Véritable vedette dans son île d’origine –la Guadeloupe–, auto-proclamé « enfant terrible de la scène reggae-dance-hall », le jeune homme reste moins connu dans l’Hexagone où son seul fait d’arme est d’avoir été le centre d’une polémique orchestrée par l’animateur Cauet. Après cette volée de bois vert médiatique, il semble que Renaissance soit l’occasion pour Krys de remettre les (coups de) poings sur les i et de prouver qu’à défaut de plomb dans l’aile, il a du plomb dans la tête. La chasse est ouverte.

Démocratie à deux vitesses, immigration choisie, racisme des média…Le premier titre du disque, Sa kay pli lwen (ça va plus loin que ça), se veut un cri de révolte et de désillusion contre une France qui pencherait extrêmement à droite. Dans un texte qui met sur le même plan ses déboires personnels avec les média et le racisme anti-noirs, Krys tombe malheureusement dans la victimisation à outrance. Ça ne va pas plus loin que ça et ça ne vole pas non plus très haut, la majorité des textes du disque étant à l’avenant.

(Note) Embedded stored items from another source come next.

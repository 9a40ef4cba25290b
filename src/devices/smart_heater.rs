use std::sync::Arc;

use crate::devices::types::{Capabilities, InterdependentModel, RunContext, TickContext};
use crate::ea::DecodedSolutionWrapper;
use crate::error::DeviceError;
use crate::profile::Commodity;
use crate::sim::state::{CommodityState, LimitedCommodityStateMap};

/// Fixed parameters of a PV-surplus immersion heater.
#[derive(Debug, Clone, PartialEq)]
pub struct SmartHeaterParams {
    pub commodity: Commodity,
    /// Power of one heating stage (W).
    pub stage_w: i32,
    /// Number of stages; full power is `stage_w * stages`.
    pub stages: u32,
    /// Stops heating at or above this tank temperature (°C).
    pub max_temperature: f64,
}

impl Default for SmartHeaterParams {
    fn default() -> Self {
        Self {
            commodity: Commodity::HeatingHotWaterPower,
            stage_w: 500,
            stages: 7,
            max_temperature: 80.0,
        }
    }
}

/// Electric heater that soaks up PV surplus.
///
/// Each tick it reads the household meter of the previous tick, adds its
/// own draw back to get the surplus it could use, and picks the largest
/// stage that fits. It stops once the tank reaches `max_temperature` and
/// holds its stage when no meter state is available.
#[derive(Debug, Clone)]
pub struct SmartHeater {
    master: Arc<SmartHeaterParams>,
    produces: [Commodity; 2],
    observed_w: i32,
    power_w: i32,
}

impl SmartHeater {
    /// # Panics
    ///
    /// Panics if the stage power is not positive.
    pub fn new(params: SmartHeaterParams, observed_w: i32) -> Self {
        assert!(params.stage_w > 0);
        Self {
            produces: [Commodity::ActivePower, params.commodity],
            master: Arc::new(params),
            observed_w,
            power_w: observed_w,
        }
    }

    pub fn power_w(&self) -> i32 {
        self.power_w
    }

    fn max_power_w(&self) -> i64 {
        i64::from(self.master.stage_w) * i64::from(self.master.stages)
    }

    fn write(&self, outputs: &mut LimitedCommodityStateMap) {
        let p = f64::from(self.power_w);
        outputs.set_power(Commodity::ActivePower, p);
        outputs.set(self.master.commodity, CommodityState::power(-p));
    }
}

impl Capabilities for SmartHeater {
    fn produces(&self) -> &[Commodity] {
        &self.produces
    }

    fn consumes(&self) -> &[Commodity] {
        std::slice::from_ref(&self.master.commodity)
    }

    fn needs_ancillary_state(&self) -> bool {
        true
    }

    fn device_type(&self) -> &'static str {
        "SmartHeater"
    }
}

impl InterdependentModel for SmartHeater {
    fn initialize(
        &mut self,
        _run: &RunContext,
        _decoded: Option<&DecodedSolutionWrapper>,
        outputs: &mut LimitedCommodityStateMap,
    ) -> Result<(), DeviceError> {
        self.power_w = self.observed_w.clamp(0, i32::try_from(self.max_power_w()).unwrap_or(i32::MAX));
        self.write(outputs);
        Ok(())
    }

    fn step(&mut self, tick: &TickContext<'_>, outputs: &mut LimitedCommodityStateMap) -> Result<f64, DeviceError> {
        let too_hot = tick
            .input_temperature(self.master.commodity)
            .is_some_and(|t| t >= self.master.max_temperature);
        if too_hot {
            self.power_w = 0;
        } else if let Some(meter) = tick.ancillary {
            let surplus = i64::from(self.power_w) - meter.total(Commodity::ActivePower);
            let stage = i64::from(self.master.stage_w);
            let power = (surplus.max(0) / stage * stage).min(self.max_power_w());
            self.power_w = i32::try_from(power).unwrap_or(i32::MAX);
        }
        self.write(outputs);
        Ok(0.0)
    }
}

Que faut-il comprendre de ces salves verbales qui ratent immanquablement leur cible ? Que Pedro Pirbakas (son nom à la ville) travaille pour ses semblables sur le sol hostile de la Gaule perfide et que s’attaquer à lui c’est s’attaquer à son peuple… On ne peut s’empêcher de sourire devant tant de naïveté. Où sont passés le second degré, le recul et la sagesse d’un Bob Marley, pourtant sainte référence de la scène dance-hall ? La réponse arrive avec la chanson Two commercial (trop commercial). Avec jubilation et ironie, Krys répond à ceux qui l’accusent d’avoir retourné sa veste depuis qu’il a signé au sein de la major Universal. Comment rester crédible aux yeux de la rue tout en cherchant à toucher un public plus large et plus blanc ? C’est l’équation que doivent résoudre la plupart des portes-drapeaux des musiques urbaines.

Pour l’auteur de Renaissance, cet exercice schizophrénique a donné comme résultat deux sorties d’album successives, le dernier étant clairement l’occasion de se rattraper aux branches après le ratage du précédent, initialement destiné à un jeune public hexagonal de plus en plus enclin à s’encanailler sur ces rythmes syncopés. Estampillé « street-album » (c’est-à-dire qu’il est censé être vendu uniquement dans la rue, crédibilité oblige) le disque trône pourtant fièrement dans tous les bacs des Virgin et Fnac de France. Il semble, décidemment, que l’artiste et sa maison de disque aient du mal à choisir leur camp. Et c’est dommage, car Renaissance a aussi des qualités : une vraie spontanéité, de l’énergie, un talent vocal remarquable. En multipliant les grands écarts, notamment verbaux, gageons que Krys soit encore suffisamment jeune et souple pour plier mais ne pas casser. Et rebondir à nouveau.

 Renaissance, Kickilla Record – Unity Records, 2007.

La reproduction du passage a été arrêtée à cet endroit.